Episode 6: Alex McPhee

Alex McPhee's maps

Val Marie independent cartographer Alex McPhee describes teaching himself to make enormous reference maps, his pre-mapping road trips, rural Saskatchewanians’ surprise in finding every train station on his provincial map (they didn’t believe him), how cartographers need to observe people interacting with their maps, and how nothing sells huge paper maps like a radio interview.


Episode 5: Kate Tarling

Kate Tarling's maps

Bristol textile artist and mapmaker Kate Tarling talks freehand machine embroidering coastlines onto lampshades, her preference for silk paints (despite the hassle), color inspiration from her garden, and how she does most of her sketching in her head during dog walks.


Episode 4: Sara Drake

Sara Drake's maps

Fremantle mapmaker, artist and illustrator Sara Drake on her first globe, her two-year wait list, the challenge of photographing her ultra-detailed 3D maps, and adding to a piece until “someone physically wrestles it out of [her] hands.”

Map artists she likes:


Episode 3: Mike Hall

Mike Hall's maps

British illustrator and cartographer Mike Hall talks early mapping projects of his native Harlow, his favorite map aesthetic, the relaxing practice of coastline-tracing and how he will type and place 1,500 labels but will not make a “Where's Wally?” map.


Episode 2: Anna Eshelman

Anna Eshelman's maps

Oregon cartographic designer, illustrator and production artist Anna Eshelman talks sketching Mt.
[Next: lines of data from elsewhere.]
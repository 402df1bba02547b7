//! Page runtime: everything HideBox runs inside one page.
//!
//! A [`PageRuntime`] owns the page's document together with its
//! [`ElementHider`] and [`SelectionSession`], loads the domain's rules on
//! start and answers the controller's page requests.

use std::sync::Arc;

use async_trait::async_trait;
use serde_json::{json, Value};
use tokio::sync::Mutex;
use tokio::time::Instant;
use tracing::{debug, info, warn};
use url::Url;

use hidebox_bridge::{
    hostname_of, BridgeError, BridgeResponse, ControllerRequest, PageEndpoint, PageRequest,
    PageResponse,
};
use hidebox_core_types::markers::DEBUG_QUERY_PARAM;
use hidebox_core_types::TimestampMs;
use hidebox_dom::DocumentHandle;
use hidebox_element_hider::ElementHider;
use hidebox_rule_store::RuleRepository;
use hidebox_selection_session::{
    EventDisposition, KeyEvent, PageContext, PointerEvent, SelectionSession, SessionEvent,
    SessionSink,
};

use crate::config::Config;
use crate::errors::HideBoxResult;

/// Summary of [`PageRuntime::initialize`].
#[derive(Debug, Clone, Copy, PartialEq, Eq)]
pub struct InitReport {
    pub rules_applied: usize,
    pub snoozed: bool,
    pub placeholders: bool,
}

pub struct PageRuntime<D: DocumentHandle> {
    doc: D,
    domain: String,
    hider: ElementHider,
    session: SelectionSession,
    repo: RuleRepository,
    sink: Arc<dyn SessionSink>,
    show_placeholders: bool,
}

impl<D: DocumentHandle> PageRuntime<D> {
    pub fn new(doc: D, repo: RuleRepository, sink: Arc<dyn SessionSink>, config: &Config) -> Self {
        let domain = hostname_of(doc.location()).unwrap_or_default();
        let session = SelectionSession::new(domain.clone(), Arc::new(repo.clone()), sink.clone());
        Self {
            doc,
            domain,
            hider: ElementHider::new(config.hider_config()),
            session,
            repo,
            sink,
            show_placeholders: config.show_placeholders,
        }
    }

    pub fn domain(&self) -> &str {
        &self.domain
    }

    pub fn doc(&self) -> &D {
        &self.doc
    }

    /// Direct page access, as page scripts would have.
    pub fn doc_mut(&mut self) -> &mut D {
        &mut self.doc
    }

    pub fn hider(&self) -> &ElementHider {
        &self.hider
    }

    pub fn session(&self) -> &SelectionSession {
        &self.session
    }

    pub fn into_document(self) -> D {
        self.doc
    }

    /// Install the hider's stylesheet and start observing the page.
    pub fn attach(&mut self) {
        self.hider.attach(&mut self.doc);
    }

    /// Attach the hider, apply the domain's rules and honor an active snooze.
    pub async fn initialize(&mut self, now: TimestampMs) -> HideBoxResult<InitReport> {
        self.attach();

        let settings = self.repo.settings().await?;
        let placeholders = self.show_placeholders
            || settings.placeholders_enabled()
            || has_debug_param(self.doc.location());
        self.hider.set_placeholders_enabled(placeholders);

        let mut rules_applied = 0;
        if settings.auto_apply_rules {
            let rules = self.repo.rules_for_domain(&self.domain).await?;
            rules_applied = self.hider.apply_rules(&mut self.doc, &rules);
            info!(domain = %self.domain, rules = rules_applied, "Applied stored rules");
        } else {
            debug!(domain = %self.domain, "Automatic rule application disabled");
        }

        let snoozed = self.repo.is_domain_snoozed(&self.domain, now).await?;
        if snoozed {
            self.hider.set_active(&mut self.doc, false);
            info!(domain = %self.domain, "Domain is snoozed");
        }

        Ok(InitReport {
            rules_applied,
            snoozed,
            placeholders,
        })
    }

    pub fn handle_request(&mut self, request: PageRequest) -> PageResponse {
        match request {
            PageRequest::ToggleSelectionMode { enabled } => {
                let mut ctx = PageContext::new(&mut self.doc, &mut self.hider);
                let enabled = self.session.toggle(&mut ctx, enabled);
                BridgeResponse::with_data(json!({ "success": true, "enabled": enabled }))
            }
            PageRequest::GetSelectionMode => {
                BridgeResponse::with_data(json!({ "enabled": self.session.is_active() }))
            }
            PageRequest::UpdateRules { domain, rules } => {
                if !domain.is_empty() && domain != self.domain {
                    debug!(ours = %self.domain, theirs = %domain, "Rules pushed for another domain");
                }
                let applied = self.hider.apply_rules(&mut self.doc, &rules);
                BridgeResponse::with_data(json!({ "success": true, "applied": applied }))
            }
            PageRequest::SnoozeDomain { minutes } => {
                self.hider.set_active(&mut self.doc, false);
                info!(domain = %self.domain, minutes, "Domain snoozed");
                self.sink
                    .notify(&format!("Domain snoozed for {minutes} minutes"));
                BridgeResponse::with_data(json!({ "success": true }))
            }
            PageRequest::GetStats => match serde_json::to_value(self.hider.stats()) {
                Ok(stats) => BridgeResponse::with_data(stats),
                Err(err) => BridgeResponse::error(err.to_string()),
            },
            PageRequest::Ping => BridgeResponse::pong(),
        }
    }

    /// Decode and answer a raw page message.
    pub fn handle_json(&mut self, message: Value) -> PageResponse {
        match PageRequest::from_value(message) {
            Ok(request) => self.handle_request(request),
            Err(BridgeError::UnknownAction(action)) => {
                debug!(action = %action, "Unknown page action");
                BridgeResponse::unknown_action()
            }
            Err(err) => BridgeResponse::error(err.to_string()),
        }
    }

    pub fn pointer_move(&mut self, event: &PointerEvent) -> EventDisposition {
        let mut ctx = PageContext::new(&mut self.doc, &mut self.hider);
        self.session.pointer_move(&mut ctx, event)
    }

    pub async fn click(&mut self, event: &PointerEvent) -> EventDisposition {
        let mut ctx = PageContext::new(&mut self.doc, &mut self.hider);
        self.session.click(&mut ctx, event).await
    }

    pub async fn key_down(&mut self, event: &KeyEvent) -> EventDisposition {
        let mut ctx = PageContext::new(&mut self.doc, &mut self.hider);
        self.session.key_down(&mut ctx, event).await
    }

    /// Feed pending DOM changes to the hider. Returns true when a reapply ran.
    pub fn pump_mutations(&mut self, now: Instant) -> bool {
        self.hider.pump(&mut self.doc, now)
    }

    /// Wait out the debounce window until no reapply is pending.
    pub async fn settle(&mut self) -> usize {
        let mut reapplied = 0;
        self.pump_mutations(Instant::now());
        while let Some(deadline) = self.hider.next_deadline() {
            tokio::time::sleep_until(deadline).await;
            if self.pump_mutations(Instant::now()) {
                reapplied += 1;
            }
        }
        reapplied
    }

    /// Stop hiding and remove everything HideBox put into the page.
    pub fn teardown(&mut self) {
        if self.session.is_active() {
            let mut ctx = PageContext::new(&mut self.doc, &mut self.hider);
            self.session.toggle(&mut ctx, Some(false));
        }
        self.hider.destroy(&mut self.doc);
        warn_if_left_over(&self.doc);
    }
}

fn warn_if_left_over(doc: &dyn DocumentHandle) {
    let selector = format!(".{}", hidebox_core_types::markers::HIDDEN_CLASS);
    if let Ok(left) = doc.query_selector_all(&selector) {
        if !left.is_empty() {
            warn!(elements = left.len(), "Hidden markers left after teardown");
        }
    }
}

/// Whether the page URL carries the placeholder debug switch.
pub fn has_debug_param(location: &str) -> bool {
    Url::parse(location)
        .map(|url| url.query_pairs().any(|(key, _)| key == DEBUG_QUERY_PARAM))
        .unwrap_or(false)
}

/// Controller message carrying a session event.
pub fn controller_request(event: SessionEvent) -> ControllerRequest {
    match event {
        SessionEvent::SelectionModeChanged { enabled } => {
            ControllerRequest::SelectionModeChanged { enabled }
        }
        SessionEvent::ElementSelected { rule } => ControllerRequest::ElementSelected { rule },
        SessionEvent::ElementUnselected { selector } => {
            ControllerRequest::ElementUnselected { selector }
        }
    }
}

/// A runtime shared with the bridge.
pub struct SharedPage<D: DocumentHandle>(pub Arc<Mutex<PageRuntime<D>>>);

impl<D: DocumentHandle> Clone for SharedPage<D> {
    fn clone(&self) -> Self {
        Self(self.0.clone())
    }
}

impl<D: DocumentHandle> SharedPage<D> {
    pub fn new(runtime: PageRuntime<D>) -> Self {
        Self(Arc::new(Mutex::new(runtime)))
    }
}

#[async_trait]
impl<D: DocumentHandle + 'static> PageEndpoint for SharedPage<D> {
    async fn handle(&self, request: PageRequest) -> BridgeResponse {
        let mut runtime = self.0.lock().await;
        runtime.handle_request(request)
    }
}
Rainier while pulling 26-mile days on the Wonderland Trail, why she begins her illustrations with a blunt pencil, and the enormous manual shaded relief she’d finish if she had any time.


Episode 1: Alex Hotchin

Alex Hotchin's maps

Australian cartographer and illustrator Alex Hotchin talks about cycling from Scotland to Cambodia sans GPS and “a career drawing how beautiful the world can be.”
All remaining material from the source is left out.